▶ [EXERCISE INSTRUCTIONS] Lines with "while": how many are there in the listing below? Reply with the number only.

DATA FOR THIS TASK START

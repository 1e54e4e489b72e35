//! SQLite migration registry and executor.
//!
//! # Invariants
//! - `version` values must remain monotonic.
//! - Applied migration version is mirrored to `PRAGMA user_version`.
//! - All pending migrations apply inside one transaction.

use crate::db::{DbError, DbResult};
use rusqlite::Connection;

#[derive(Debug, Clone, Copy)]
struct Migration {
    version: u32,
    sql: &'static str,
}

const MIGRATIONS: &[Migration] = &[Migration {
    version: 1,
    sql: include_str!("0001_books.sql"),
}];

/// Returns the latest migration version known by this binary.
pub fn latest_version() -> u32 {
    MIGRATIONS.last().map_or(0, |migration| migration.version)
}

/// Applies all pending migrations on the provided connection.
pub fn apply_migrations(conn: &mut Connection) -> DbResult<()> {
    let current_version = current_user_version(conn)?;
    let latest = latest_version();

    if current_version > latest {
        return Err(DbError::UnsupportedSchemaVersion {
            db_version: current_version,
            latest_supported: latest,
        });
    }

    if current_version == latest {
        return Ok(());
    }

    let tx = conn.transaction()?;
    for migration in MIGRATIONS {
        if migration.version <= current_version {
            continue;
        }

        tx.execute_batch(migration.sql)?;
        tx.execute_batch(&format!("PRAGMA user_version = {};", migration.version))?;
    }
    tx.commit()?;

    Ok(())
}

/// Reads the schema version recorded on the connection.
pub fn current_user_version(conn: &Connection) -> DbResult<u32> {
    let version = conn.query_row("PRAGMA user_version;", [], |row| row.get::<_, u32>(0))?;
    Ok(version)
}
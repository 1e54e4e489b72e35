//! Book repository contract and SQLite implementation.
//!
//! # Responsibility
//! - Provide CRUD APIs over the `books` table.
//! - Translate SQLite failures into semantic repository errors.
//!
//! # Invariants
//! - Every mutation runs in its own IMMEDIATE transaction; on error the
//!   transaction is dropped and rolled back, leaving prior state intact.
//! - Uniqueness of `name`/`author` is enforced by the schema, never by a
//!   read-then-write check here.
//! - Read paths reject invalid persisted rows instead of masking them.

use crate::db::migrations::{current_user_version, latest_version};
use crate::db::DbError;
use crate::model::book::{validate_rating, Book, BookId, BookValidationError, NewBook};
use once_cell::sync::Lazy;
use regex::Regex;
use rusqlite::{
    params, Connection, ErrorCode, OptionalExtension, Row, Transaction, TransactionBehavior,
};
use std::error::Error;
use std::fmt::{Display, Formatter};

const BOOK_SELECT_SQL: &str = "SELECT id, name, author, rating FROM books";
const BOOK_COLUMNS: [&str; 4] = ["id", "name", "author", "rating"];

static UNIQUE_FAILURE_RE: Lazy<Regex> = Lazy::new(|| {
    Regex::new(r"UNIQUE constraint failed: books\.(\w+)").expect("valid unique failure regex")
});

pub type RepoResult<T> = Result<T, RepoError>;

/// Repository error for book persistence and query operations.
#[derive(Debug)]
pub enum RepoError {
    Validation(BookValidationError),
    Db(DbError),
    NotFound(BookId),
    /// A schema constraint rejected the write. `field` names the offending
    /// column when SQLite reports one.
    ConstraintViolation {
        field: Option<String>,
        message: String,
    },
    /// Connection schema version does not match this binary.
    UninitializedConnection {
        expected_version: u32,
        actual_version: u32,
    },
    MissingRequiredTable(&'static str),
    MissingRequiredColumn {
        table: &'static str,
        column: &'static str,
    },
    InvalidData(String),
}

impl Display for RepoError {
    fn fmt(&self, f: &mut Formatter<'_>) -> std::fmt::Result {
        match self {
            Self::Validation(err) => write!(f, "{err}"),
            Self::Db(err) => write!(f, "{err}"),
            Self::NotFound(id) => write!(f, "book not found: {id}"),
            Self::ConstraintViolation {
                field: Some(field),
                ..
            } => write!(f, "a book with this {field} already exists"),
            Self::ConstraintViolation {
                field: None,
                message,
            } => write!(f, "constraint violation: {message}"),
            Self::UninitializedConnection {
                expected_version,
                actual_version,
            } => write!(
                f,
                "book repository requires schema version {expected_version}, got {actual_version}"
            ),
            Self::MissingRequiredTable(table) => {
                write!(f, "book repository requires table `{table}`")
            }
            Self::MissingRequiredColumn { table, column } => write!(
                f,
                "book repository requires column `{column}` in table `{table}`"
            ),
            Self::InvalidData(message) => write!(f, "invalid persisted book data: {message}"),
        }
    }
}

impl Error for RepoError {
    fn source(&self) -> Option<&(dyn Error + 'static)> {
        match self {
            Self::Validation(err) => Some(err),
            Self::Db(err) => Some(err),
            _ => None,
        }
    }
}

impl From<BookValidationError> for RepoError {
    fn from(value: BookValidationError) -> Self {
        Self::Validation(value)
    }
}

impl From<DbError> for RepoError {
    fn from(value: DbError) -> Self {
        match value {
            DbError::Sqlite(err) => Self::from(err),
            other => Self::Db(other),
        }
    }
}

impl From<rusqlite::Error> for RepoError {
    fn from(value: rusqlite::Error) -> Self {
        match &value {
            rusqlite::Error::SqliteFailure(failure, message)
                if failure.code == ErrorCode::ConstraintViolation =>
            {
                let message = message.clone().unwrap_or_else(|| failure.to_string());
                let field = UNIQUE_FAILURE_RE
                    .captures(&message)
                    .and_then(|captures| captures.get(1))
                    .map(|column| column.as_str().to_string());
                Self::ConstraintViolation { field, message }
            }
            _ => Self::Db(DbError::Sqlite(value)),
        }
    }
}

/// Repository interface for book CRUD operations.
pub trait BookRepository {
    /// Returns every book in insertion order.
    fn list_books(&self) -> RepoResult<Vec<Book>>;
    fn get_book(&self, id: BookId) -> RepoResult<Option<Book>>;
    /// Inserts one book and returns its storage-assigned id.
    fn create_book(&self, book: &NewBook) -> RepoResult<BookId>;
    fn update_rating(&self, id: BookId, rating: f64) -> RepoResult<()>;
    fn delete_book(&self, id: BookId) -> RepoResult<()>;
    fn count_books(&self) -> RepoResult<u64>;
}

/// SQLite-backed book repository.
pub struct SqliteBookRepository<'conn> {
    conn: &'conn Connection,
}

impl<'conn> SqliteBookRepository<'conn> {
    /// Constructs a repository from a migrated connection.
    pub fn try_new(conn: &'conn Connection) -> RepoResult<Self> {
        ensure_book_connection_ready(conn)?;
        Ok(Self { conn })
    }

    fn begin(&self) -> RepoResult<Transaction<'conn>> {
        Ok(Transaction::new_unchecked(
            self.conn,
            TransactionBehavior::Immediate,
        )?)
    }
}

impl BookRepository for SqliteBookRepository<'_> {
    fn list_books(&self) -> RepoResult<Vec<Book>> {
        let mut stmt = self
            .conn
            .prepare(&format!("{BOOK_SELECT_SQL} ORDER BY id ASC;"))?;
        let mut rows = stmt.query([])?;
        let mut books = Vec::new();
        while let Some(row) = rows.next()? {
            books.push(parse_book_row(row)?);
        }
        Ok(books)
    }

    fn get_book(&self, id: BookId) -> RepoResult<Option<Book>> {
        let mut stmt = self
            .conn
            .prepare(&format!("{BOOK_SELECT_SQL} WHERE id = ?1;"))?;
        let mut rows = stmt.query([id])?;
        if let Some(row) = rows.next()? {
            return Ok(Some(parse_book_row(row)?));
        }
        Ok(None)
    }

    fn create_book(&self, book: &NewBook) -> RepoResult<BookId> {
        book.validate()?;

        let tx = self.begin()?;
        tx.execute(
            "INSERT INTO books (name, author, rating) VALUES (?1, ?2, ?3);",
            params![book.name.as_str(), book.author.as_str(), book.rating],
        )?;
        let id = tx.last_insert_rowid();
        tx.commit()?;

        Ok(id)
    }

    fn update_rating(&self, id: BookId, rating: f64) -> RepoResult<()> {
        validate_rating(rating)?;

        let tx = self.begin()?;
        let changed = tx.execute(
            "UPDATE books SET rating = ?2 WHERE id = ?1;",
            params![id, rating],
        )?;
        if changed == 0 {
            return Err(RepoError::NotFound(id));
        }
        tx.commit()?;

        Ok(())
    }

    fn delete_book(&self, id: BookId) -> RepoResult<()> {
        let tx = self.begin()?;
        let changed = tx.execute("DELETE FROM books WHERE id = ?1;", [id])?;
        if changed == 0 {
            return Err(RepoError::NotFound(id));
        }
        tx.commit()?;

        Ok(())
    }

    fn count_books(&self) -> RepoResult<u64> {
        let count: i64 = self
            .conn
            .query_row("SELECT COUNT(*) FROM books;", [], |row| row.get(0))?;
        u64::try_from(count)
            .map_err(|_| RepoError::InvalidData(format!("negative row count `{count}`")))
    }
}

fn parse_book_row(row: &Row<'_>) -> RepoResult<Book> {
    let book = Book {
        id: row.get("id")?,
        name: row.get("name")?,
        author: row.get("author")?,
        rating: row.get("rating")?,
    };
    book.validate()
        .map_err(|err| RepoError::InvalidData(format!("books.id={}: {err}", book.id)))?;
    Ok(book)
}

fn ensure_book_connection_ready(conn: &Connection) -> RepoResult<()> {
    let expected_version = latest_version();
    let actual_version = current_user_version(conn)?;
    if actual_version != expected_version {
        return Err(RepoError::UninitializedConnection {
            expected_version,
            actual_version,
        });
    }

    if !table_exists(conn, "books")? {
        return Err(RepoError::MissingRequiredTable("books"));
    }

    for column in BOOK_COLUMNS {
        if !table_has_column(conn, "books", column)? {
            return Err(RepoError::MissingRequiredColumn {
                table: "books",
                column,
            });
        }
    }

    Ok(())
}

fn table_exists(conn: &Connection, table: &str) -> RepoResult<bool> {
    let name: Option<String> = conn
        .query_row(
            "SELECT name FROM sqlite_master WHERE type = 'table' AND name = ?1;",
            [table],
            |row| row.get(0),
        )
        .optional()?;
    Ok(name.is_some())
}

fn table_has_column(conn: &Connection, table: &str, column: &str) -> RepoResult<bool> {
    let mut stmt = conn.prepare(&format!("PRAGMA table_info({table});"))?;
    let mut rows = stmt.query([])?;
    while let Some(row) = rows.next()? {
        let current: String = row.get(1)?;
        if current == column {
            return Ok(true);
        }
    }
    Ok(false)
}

DATA FOR THIS TASK END

▶ [OUTPUT FOR THIS TASK] 2